Semi-parametric topological memory for navigation

Authors: Nikolay Savinov, Alexey Dosovitskiy, Vladlen Koltun

ICLR 2018 | Conference PDF | Archive PDF | Plain Text | LLM Run Details

Reproducibility Variable Result LLM Response
Research Type Experimental We evaluate the proposed system and relevant baselines on the task of goal-directed maze navigation in simulated three-dimensional environments. The proposed system outperforms baseline approaches by a large margin. Given 5 minutes of maze walkthrough footage, the system is able to build an internal representation of the environment and use it to confidently navigate to various goals within the maze. The average success rate of the SPTM agent in goal-directed navigation across test environments is higher than the best-performing baseline by a factor of three. Qualitative results and an implementation of the method are available at https://sites.google.com/view/SPTM.
Researcher Affiliation Collaboration Nikolay Savinov ETH Z urich Alexey Dosovitskiy Intel Labs Vladlen Koltun Intel Labs
Pseudocode No The paper describes the components and processes of SPTM verbally and with diagrams, but it does not include any structured pseudocode or algorithm blocks.
Open Source Code Yes Qualitative results and an implementation of the method are available at https://sites.google.com/view/SPTM.
Open Datasets No The paper describes generating training data by 'executing a random agent in the training environment' using a simulated Doom environment, but it does not provide concrete access (e.g., a link or citation) to the specific generated dataset used for training, nor does it claim the generated dataset is publicly available.
Dataset Splits Yes We used different mazes for training, validation, and testing.
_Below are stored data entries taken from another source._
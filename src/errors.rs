//! Unified error types for `cashbook`.
//!
//! Three families reach the command layer: validation failures raised locally
//! before any store call, authentication failures from the identity provider,
//! and store failures which all collapse into [`Error::RemoteUnavailable`].

use crate::store::{RecordId, RecordKind};
use sea_orm::DbErr;
use thiserror::Error;

/// Application-wide error type.
#[derive(Debug, Error)]
pub enum Error {
    /// Settings or environment could not be loaded
    #[error("Configuration error: {message}")]
    Config {
        /// What went wrong
        message: String,
    },

    /// User input rejected before any remote call was attempted
    #[error("Validation error: {message}")]
    Validation {
        /// Message shown to the user
        message: String,
    },

    /// A store operation was attempted without a signed-in principal
    #[error("Authentication required")]
    AuthenticationRequired,

    /// The identity provider rejected the request
    #[error(transparent)]
    Authentication(#[from] AuthError),

    /// Any failure talking to the record store
    #[error("Remote store unavailable: {0}")]
    RemoteUnavailable(#[from] DbErr),

    /// An update targeted a record missing from the principal's namespace
    #[error("{kind} record {id} not found")]
    RecordNotFound {
        /// Which collection was addressed
        kind: RecordKind,
        /// Identifier that was not found
        id: RecordId,
    },

    /// I/O error (shell input, settings file)
    #[error("I/O error: {0}")]
    Io(#[from] std::io::Error),
}

impl Error {
    /// Shorthand for building a [`Error::Validation`].
    pub fn validation(message: impl Into<String>) -> Self {
        Self::Validation {
            message: message.into(),
        }
    }

    /// True when the error was raised locally before any store call.
    #[must_use]
    pub const fn is_validation(&self) -> bool {
        matches!(self, Self::Validation { .. })
    }
}

/// Error codes reported by the identity provider.
#[derive(Debug, Clone, PartialEq, Eq)]
pub enum AuthErrorCode {
    /// `auth/invalid-email`
    InvalidEmail,
    /// `auth/user-disabled`
    UserDisabled,
    /// `auth/user-not-found`
    UserNotFound,
    /// `auth/wrong-password`
    WrongPassword,
    /// `auth/email-already-in-use`
    EmailAlreadyInUse,
    /// `auth/weak-password`
    WeakPassword,
    /// `auth/operation-not-allowed`
    OperationNotAllowed,
    /// Anything else the provider reports
    Other,
}

impl AuthErrorCode {
    /// Provider code string, e.g. `auth/wrong-password`.
    #[must_use]
    pub const fn as_str(&self) -> &'static str {
        match self {
            Self::InvalidEmail => "auth/invalid-email",
            Self::UserDisabled => "auth/user-disabled",
            Self::UserNotFound => "auth/user-not-found",
            Self::WrongPassword => "auth/wrong-password",
            Self::EmailAlreadyInUse => "auth/email-already-in-use",
            Self::WeakPassword => "auth/weak-password",
            Self::OperationNotAllowed => "auth/operation-not-allowed",
            Self::Other => "auth/other",
        }
    }
}

/// Which identity flow produced an [`AuthError`]; each maps a different subset of codes.
#[derive(Debug, Clone, Copy, PartialEq, Eq)]
pub enum AuthFlow {
    /// Email/password sign-in
    SignIn,
    /// Account creation
    SignUp,
}

/// Failure reported by an [`crate::auth::IdentityProvider`].
#[derive(Debug, Clone, Error)]
#[error("{message} ({})", .code.as_str())]
pub struct AuthError {
    /// Provider error code
    pub code: AuthErrorCode,
    /// Raw provider message, used when the code has no mapped text
    pub message: String,
}

impl AuthError {
    /// Builds an error with the given code and raw provider message.
    pub fn new(code: AuthErrorCode, message: impl Into<String>) -> Self {
        Self {
            code,
            message: message.into(),
        }
    }

    /// Message shown to the user for this error in the given flow.
    ///
    /// Codes without a mapping in that flow fall back to the raw provider message.
    #[must_use]
    pub fn user_message(&self, flow: AuthFlow) -> String {
        let (prefix, mapped) = match flow {
            AuthFlow::SignIn => (
                "Login failed. ",
                match self.code {
                    AuthErrorCode::InvalidEmail => Some("Invalid email address."),
                    AuthErrorCode::UserDisabled => Some("This account has been disabled."),
                    AuthErrorCode::UserNotFound => Some("No account found with this email."),
                    AuthErrorCode::WrongPassword => Some("Incorrect password."),
                    _ => None,
                },
            ),
            AuthFlow::SignUp => (
                "Signup failed. ",
                match self.code {
                    AuthErrorCode::EmailAlreadyInUse => Some("Email already in use."),
                    AuthErrorCode::InvalidEmail => Some("Invalid email address."),
                    AuthErrorCode::WeakPassword => Some("Password is too weak."),
                    AuthErrorCode::OperationNotAllowed => {
                        Some("Email/password accounts are not enabled.")
                    }
                    _ => None,
                },
            ),
        };
        format!("{prefix}{}", mapped.unwrap_or(self.message.as_str()))
    }
}

/// Convenience `Result` type
pub type Result<T> = std::result::Result<T, Error>;

#[cfg(test)]
mod tests {
    use super::*;

    #[test]
    fn test_sign_in_messages_are_mapped() {
        let err = AuthError::new(AuthErrorCode::WrongPassword, "raw");
        assert_eq!(
            err.user_message(AuthFlow::SignIn),
            "Login failed. Incorrect password."
        );

        let err = AuthError::new(AuthErrorCode::UserNotFound, "raw");
        assert_eq!(
            err.user_message(AuthFlow::SignIn),
            "Login failed. No account found with this email."
        );
    }

    #[test]
    fn test_sign_up_messages_are_mapped() {
        let err = AuthError::new(AuthErrorCode::OperationNotAllowed, "raw");
        assert_eq!(
            err.user_message(AuthFlow::SignUp),
            "Signup failed. Email/password accounts are not enabled."
        );
    }

    #[test]
    fn test_unmapped_code_falls_back_to_raw_message() {
        // email-already-in-use has no sign-in mapping
        let err = AuthError::new(AuthErrorCode::EmailAlreadyInUse, "The email is taken");
        assert_eq!(
            err.user_message(AuthFlow::SignIn),
            "Login failed. The email is taken"
        );

        let err = AuthError::new(AuthErrorCode::Other, "network down");
        assert_eq!(err.user_message(AuthFlow::SignUp), "Signup failed. network down");
    }

    #[test]
    fn test_store_errors_become_remote_unavailable() {
        let err: Error = DbErr::Custom("connection reset".to_string()).into();
        assert!(matches!(err, Error::RemoteUnavailable(_)));
        assert!(!err.is_validation());
        assert!(Error::validation("bad").is_validation());
    }
}
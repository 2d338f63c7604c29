//! User entity - Accounts known to the local identity provider.
//!
//! The `uid` is the principal identifier that namespaces every collection and EMI row.

use sea_orm::entity::prelude::*;
use serde::{Deserialize, Serialize};

/// User account model
#[derive(Clone, Debug, PartialEq, Eq, DeriveEntityModel, Serialize, Deserialize)]
#[sea_orm(table_name = "users")]
#[serde(rename_all = "camelCase")]
pub struct Model {
    /// Principal identifier (UUID v4)
    #[sea_orm(primary_key, auto_increment = false)]
    pub uid: String,
    /// Display name given at sign-up
    pub name: String,
    /// Sign-in email, unique across accounts
    #[sea_orm(unique)]
    pub email: String,
    /// bcrypt hash (cost and salt embedded)
    #[serde(skip_serializing)]
    pub password_hash: String,
    /// Disabled accounts cannot sign in
    pub disabled: bool,
    /// When the account was created
    pub created_at: DateTimeUtc,
    /// Last successful sign-in (or sign-up)
    pub last_login: DateTimeUtc,
}

/// Defines relationships between User and the record entities
#[derive(Copy, Clone, Debug, EnumIter, DeriveRelation)]
pub enum Relation {
    /// One user owns many collections
    #[sea_orm(has_many = "super::collection::Entity")]
    Collections,
    /// One user owns many EMIs
    #[sea_orm(has_many = "super::emi::Entity")]
    Emis,
}

impl Related<super::collection::Entity> for Entity {
    fn to() -> RelationDef {
        Relation::Collections.def()
    }
}

impl Related<super::emi::Entity> for Entity {
    fn to() -> RelationDef {
        Relation::Emis.def()
    }
}

impl ActiveModelBehavior for ActiveModel {}
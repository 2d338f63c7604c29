//! Live Sync Engine - keeps the session's list mirrors in step with the record store.
//!
//! One feed per record kind is subscribed for the lifetime of a session. Each snapshot
//! replaces the corresponding list whole, after which the list is re-rendered and the
//! dashboard and charts are recomputed from both current lists. The two feeds are not
//! coordinated: a recompute may pair a fresh collection list with an EMI list one push
//! behind. Every recompute is a full rescan, so the next push corrects it.

use crate::core::aggregation::{ChartSet, DashboardSummary};
use crate::errors::Result;
use crate::presentation::{Presenter, Severity};
use crate::session::Session;
use crate::store::{CollectionRecord, EmiRecord, RecordKind, RecordStore, SnapshotFeed};
use chrono::NaiveDate;
use std::sync::Arc;
use tracing::{debug, error, info, instrument};

/// Source of "today" for monthly figures.
pub type Clock = fn() -> NaiveDate;

/// The local calendar date.
#[must_use]
pub fn local_today() -> NaiveDate {
    chrono::Local::now().date_naive()
}

/// What a single [`LiveSync::next_update`] step did.
#[derive(Debug, Clone, Copy, PartialEq, Eq)]
pub enum SyncEvent {
    /// A collection snapshot of this many records was applied
    Collections(usize),
    /// An EMI snapshot of this many records was applied
    Emis(usize),
    /// A feed failed to produce a snapshot; the held list was left as it was
    FeedError(RecordKind),
}

/// Consumes both snapshot feeds for one session.
pub struct LiveSync {
    mirror: Mirror,
    collections: Option<SnapshotFeed<CollectionRecord>>,
    emis: Option<SnapshotFeed<EmiRecord>>,
}

/// Where snapshots land: the session lists and the presenter.
///
/// Kept apart from the feeds so applying a snapshot only borrows shareable state.
struct Mirror {
    session: Arc<Session>,
    presenter: Arc<dyn Presenter>,
    clock: Clock,
}

async fn next_from<T>(feed: &mut Option<SnapshotFeed<T>>) -> Option<Result<Vec<T>>> {
    match feed {
        Some(feed) => feed.next_snapshot().await,
        None => None,
    }
}

impl LiveSync {
    /// Subscribes both feeds for the session's principal.
    #[instrument(skip_all, fields(owner = %session.owner()))]
    pub async fn attach(
        store: &dyn RecordStore,
        session: Arc<Session>,
        presenter: Arc<dyn Presenter>,
    ) -> Result<Self> {
        let collections = store.subscribe_collections(session.owner()).await?;
        let emis = store.subscribe_emis(session.owner()).await?;
        debug!("Live sync attached");

        Ok(Self {
            mirror: Mirror {
                session,
                presenter,
                clock: local_today,
            },
            collections: Some(collections),
            emis: Some(emis),
        })
    }

    /// Replaces the clock used for monthly figures.
    #[must_use]
    pub fn with_clock(mut self, clock: Clock) -> Self {
        self.mirror.clock = clock;
        self
    }

    /// Waits for the next snapshot from either feed and applies it.
    ///
    /// Returns `None` once both feeds have ended.
    pub async fn next_update(&mut self) -> Option<SyncEvent> {
        loop {
            tokio::select! {
                next = next_from(&mut self.collections), if self.collections.is_some() => {
                    match next {
                        Some(Ok(snapshot)) => return Some(self.mirror.apply_collections(snapshot).await),
                        Some(Err(e)) => return Some(self.mirror.report_failure(RecordKind::Collection, &e)),
                        None => {
                            debug!("Collection feed ended");
                            self.collections = None;
                        }
                    }
                }
                next = next_from(&mut self.emis), if self.emis.is_some() => {
                    match next {
                        Some(Ok(snapshot)) => return Some(self.mirror.apply_emis(snapshot).await),
                        Some(Err(e)) => return Some(self.mirror.report_failure(RecordKind::Emi, &e)),
                        None => {
                            debug!("EMI feed ended");
                            self.emis = None;
                        }
                    }
                }
                else => return None,
            }
        }
    }

    /// Applies snapshots until both feeds end.
    pub async fn run(mut self) {
        while let Some(event) = self.next_update().await {
            debug!(?event, "Snapshot processed");
        }
        info!("Live sync stopped");
    }
}

impl Mirror {
    async fn apply_collections(&self, snapshot: Vec<CollectionRecord>) -> SyncEvent {
        let collections = self.session.replace_collections(snapshot).await;
        self.presenter.render_collections(&collections);
        self.refresh().await;
        SyncEvent::Collections(collections.len())
    }

    async fn apply_emis(&self, snapshot: Vec<EmiRecord>) -> SyncEvent {
        let emis = self.session.replace_emis(snapshot).await;
        self.presenter.render_emis(&emis);
        self.refresh().await;
        SyncEvent::Emis(emis.len())
    }

    /// Recomputes the dashboard and both charts from the current lists.
    async fn refresh(&self) {
        let collections = self.session.collections().await;
        let emis = self.session.emis().await;
        let summary = DashboardSummary::compute(&collections, &emis, (self.clock)());
        let charts = ChartSet::from_summary(&summary);

        self.presenter.render_dashboard(&summary);
        self.presenter
            .render_charts(&charts.collections_vs_emi, &charts.profit_split);
    }

    fn report_failure(&self, kind: RecordKind, err: &crate::errors::Error) -> SyncEvent {
        error!(%kind, "Snapshot failed: {}", err);
        self.presenter
            .notify(&format!("Failed to sync {kind} records"), Severity::Error);
        SyncEvent::FeedError(kind)
    }
}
In addition, we created 3 mazes for validation and 7 mazes for testing.
Hardware Specification No The paper mentions the use of ResNet-18 as a base architecture and discusses the size of the networks, but it does not specify any particular hardware components like CPU or GPU models used for training or experimentation.
Software Dependencies No The paper mentions 'Keras (Chollet et al., 2015) and TensorFlow (Abadi et al., 2016)' as the frameworks used for implementation, but it does not provide specific version numbers for these software dependencies, which is required for reproducibility.
Experiment Setup Yes We train the networks R and L for a total of 1 and 2 million mini-batch iterations, respectively. We set this number to 2000 in what follows. When making visual shortcuts in the graph, we set the minimum shortcut distance Tℓ= 5 and the smoothing window size Tw = 10. The threshold values for waypoint selection are set to slocal = 0.7 and sreach = 0.95. The minimum and maximum waypoint distances are set to Hmin = 1 and Hmax = 7, respectively.